During the Senate hearings to confirm Supreme Court Justice Brett Kavanaugh, we saw leftists successfully intimidate then-Senator Jeff Flake from Arizona outside the chamber. There was an incredible amount of intimidation from protesters, and even Congresspeople such as Rep. Maxine Waters (D-CA), during the Derek Chauvin trial, and there’s little doubt that that intimidation had an influence on the jury’s decision.

 

Regardless of what one thinks about Kyle Rittenhouse, or Derek Chauvin, or Brett Kavanaugh, this type of intimidation should greatly concern all of us. Everyone has the right to a fair trial or hearing, whether in a courtroom or the Capitol Building, and when we have shenanigans such as these going on, it damages the credibility of the entire system. 

 

#5: We learned that basic concepts like the rights to life, liberty, and property are only applied to the preferati of progressive society.

 

Parker: I don’t think any of the phenomena we are discussing are new. The justice system has long been rigged in favor of identity politics (see: the OJ trial) and the concept of police abdicating its primary role of defending private property has likewise been a failure for decades (see: the Rodney King riots). Concern over loss of life is subjective (see: Kim Foxx not pressing charges in a broad-daylight killing) and concern over shootings is likewise subjective (see: Arlington shooter released on bail the same day). Nothing that played out over the course of this past year, and especially the few weeks of this trial, are unheard of or unseen.

 

Still, everything about this case feels more amplified. Everything is so much more obvious. With OJ, for example, none of us were in the house of the crime. Two people were murdered and everything pointed to Juice, but the idea of reasonable doubt exists for a reason. Evidence notwithstanding, we could never ascertain the absolute truth of his role. We are all 99.99% certain of his guilt but .01% remains undecided. Acquittal might have felt unfair but the other side of that was potentially sending the wrong man to prison. Would we rather live in a society where too many are found guilty or not enough?

 

With the Rittenhouse case, there is no doubt about what happened.
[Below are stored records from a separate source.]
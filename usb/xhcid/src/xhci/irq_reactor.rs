//! Event ring processing.
//!
//! [Xhci::interrupt] is the interrupt handler: it drains the event ring of interrupter 0 and
//! hands every completion to the request waiting for it. Platforms without a usable interrupt
//! line run an [IrqReactor], which calls the handler from a thread at a fixed interval.
use std::convert::TryFrom;
use std::sync::atomic::Ordering;
use std::sync::{Arc, Weak};
use std::thread::{self, JoinHandle};
use std::time::Duration;

use common::io::Io as _;
use log::{debug, error, info, trace, warn};

use super::runtime::{ERDP_EHB, IMAN_IE, IMAN_IP};
use super::trb::{CompletionCode, Trb, TrbCompletionCode, TrbType};
use super::{ControllerState, Runtime, Xhci};

impl Xhci {
    /// Consumes every event the controller produced since the last call.
    pub fn interrupt(&self) {
        let rt = match self.runtime() {
            Ok(rt) => rt,
            Err(_) => return,
        };
        let mut ir = self.run_regs(&rt).interrupter(0);
        let iman = ir.iman.read();
        if iman & IMAN_IP != 0 {
            ir.iman.write(iman & (IMAN_IP | IMAN_IE));
        }

        let debug = self.debug.load(Ordering::Relaxed);
        let mut state = rt.er.ring.lock();
        loop {
            let x = state.rp;
            let event = match rt.er.next(x) {
                Some(event) => event,
                None => break,
            };
            if debug > 1 {
                debug!("xhci: event {}: {:?}", x, event);
            }

            match TrbType::try_from(event.trb_type()) {
                Ok(TrbType::CommandCompletion)
                    if event.completion_code()
                        == CompletionCode::from(TrbCompletionCode::CommandRingStopped) =>
                {
                    if !rt.cr.complete_stopped(&event) {
                        trace!("xhci: command ring stopped at {:#x}", event.event_trb_pointer());
                    }
                }
                Ok(TrbType::CommandCompletion) => {
                    if !rt.cr.complete(&event) {
                        trace!("xhci: unclaimed command completion {:?}", event);
                    }
                }
                Ok(TrbType::Transfer) => self.complete_transfer(&rt, &event),
                Ok(TrbType::MfindexWrap) => self.mfindex_wrapped(&rt),
                Ok(TrbType::HostController) => {
                    error!(
                        "xhci: host controller error: {} ({:?})",
                        event.completion_code(),
                        event
                    );
                    rt.er.stop();
                    self.wake_recovery();
                    return;
                }
                Ok(TrbType::PortStatusChange) => (),
                Ok(other) => info!("xhci: unhandled event {:?}: {:?}", other, event),
                Err(raw) => warn!("xhci: unknown event type {}: {:?}", raw, event),
            }
            state.rp = x.wrapping_add(1);
        }
        ir.write_erdp(rt.er.erdp(state.rp) | ERDP_EHB);
    }

    fn complete_transfer(&self, rt: &Runtime, event: &Trb) {
        let id = event.event_slot();
        if id == 0 || id > rt.nslots {
            warn!("xhci: transfer event for bad slot {}", id);
            return;
        }
        let slot = match rt.slots.read().unwrap()[usize::from(id)].clone() {
            Some(slot) => slot,
            None => {
                debug!("xhci: transfer event for free slot {}", id);
                return;
            }
        };
        let dci = event.endpoint_id();
        match slot.ring(dci) {
            Some(ring) => {
                if !ring.complete(event) {
                    trace!("xhci: unclaimed transfer event on {}/{}: {:?}", id, dci, event);
                }
            }
            None => debug!("xhci: transfer event for closed ring {}/{}", id, dci),
        }
    }
}

/// Calls [Xhci::interrupt] periodically until the controller is shut down or dropped.
pub struct IrqReactor {
    hci: Weak<Xhci>,
    interval: Duration,
}

impl IrqReactor {
    pub fn new(hci: &Arc<Xhci>) -> Self {
        Self {
            hci: Arc::downgrade(hci),
            interval: hci.config().irq_poll_interval(),
        }
    }

    fn pause(&self) {
        thread::sleep(self.interval);
    }

    pub fn run(self) {
        debug!("Running IRQ reactor in polling mode.");
        loop {
            match self.hci.upgrade() {
                Some(hci) if hci.state() != ControllerState::ShutDown => hci.interrupt(),
                _ => break,
            }
            self.pause();
        }
        debug!("IRQ reactor stopped.");
    }

    pub fn spawn(self) -> JoinHandle<()> {
        thread::spawn(move || self.run())
    }
}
As both a blessing and curse in our lives, the ubiquity of technology undoubtedly should serve as a boon to the self-defense claims. We saw every interaction. We heard every voice. We know what happened. Rittenhouse acted in self-defense. If his actions cannot be understood as self-defense, then the entire notion of protecting oneself from harm vanishes. 

 

This case would neither be prosecuted nor a story if not for the context of the events. BLM riots, white, gun-toting male. It fit the narrative, insofar as the rest of the facts such as other white men being shot and those same white men attacking Kyle first were ignored. The awful, unjustified, and immoral support of career criminal and thug Jacob Blake made this all possible. Somehow, the inspiration for the Kenosha riots has since had all of his charges dropped and a man who went to the city merely to defend people is on trial for illegal actions. The world is upside down.

 

#4: We learned that anyone who thought the credibility of the mainstream media had already cratered was sorely mistaken.

 

PF: Attempted intimidation of jurors wasn’t limited merely to protesters, as previously mentioned. With the Rittenhouse trial, it actually involved members of the mainstream media, and not simply through their reporting on the case. A producer from NBC News named James Morrison – working in this situation on behalf of sister network MSNBC – was caught following the bus which carries the jury to/from the courthouse and an undisclosed location. This stunt earned the banishment of anyone from MSNBC from the courthouse by Judge Schroeder on Thursday and is currently being investigated by authorities.

 

Leftwing bias in our media has been obvious for decades. Virtually all our mainstream media outlets, including MSNBC obviously, have become just another branch of the Democratic Party’s communications department. We get it. But what happened this week with MSNBC in Kenosha has taken the problem to a whole new level.

 

Following jurors in a bus with tinted windows, designed to protect their identities, isn’t just partiality like failing to report on the Hunter Biden email scandal. It’s not like putting their thumbs on the scale of the election by lying about the Republican candidate and fawning over the Democrat. Following a bus full of jurors is participatory. That’s activism. And that type of engagement by our media, who are supposed to be neutral arbiters of the truth, should infuriate everyone.

 

But the problems with the media with the Rittenhouse trial wasn’t limited to MSNBC’s games. The entire media lied to us throughout the trial. They told us Rittenhouse crossed state lines for the protest, but he didn’t. He worked in Kenosha. They told us he took his firearm across state lines. He didn’t. That gun was kept at his friend’s house. They repeatedly called him a “white supremacist.” He’s not; and there’s zero evidence to support that claim; zero. The mainstream media has lied about virtually every aspect of this case. 

 

#3: We learned that the justice system is indeed flawed, just not how progressive claim.

 

Parker: Several years ago, the infamous story of the Duke lacrosse team made front-page headlines throughout the country. It had all the cuttings of a juicy tabloid story: entitled, rich brats at a snooty private college raped a black female stripper…except none of it was true. Once all of the information got out, Durham County DA MIke Nifong became the first prosecutor in North Carolina history to be disbarred for trial conduct. As an aside, the black stripper that made those claims later went on to be charged with attempted murder of one boyfriend and is now serving time for the murder of a later one. 

 

The comparison between the disgraced and disbarred Nifong to Thomas Binger should be obvious. Binger, knowing all of the evidence, time lines, testimonies, nonetheless brought the book against Kyle Rittenhouse. As you mentioned, PF, even with a flawless prosecution, Rittenhouse would still walk; it was that obvious to anyone. When the prosecution brings people to the stand that 1) admit they were asked to change their testimony and 2) admit they were shot by the accused after they pointed their own weapon at him do make for compelling state evidence.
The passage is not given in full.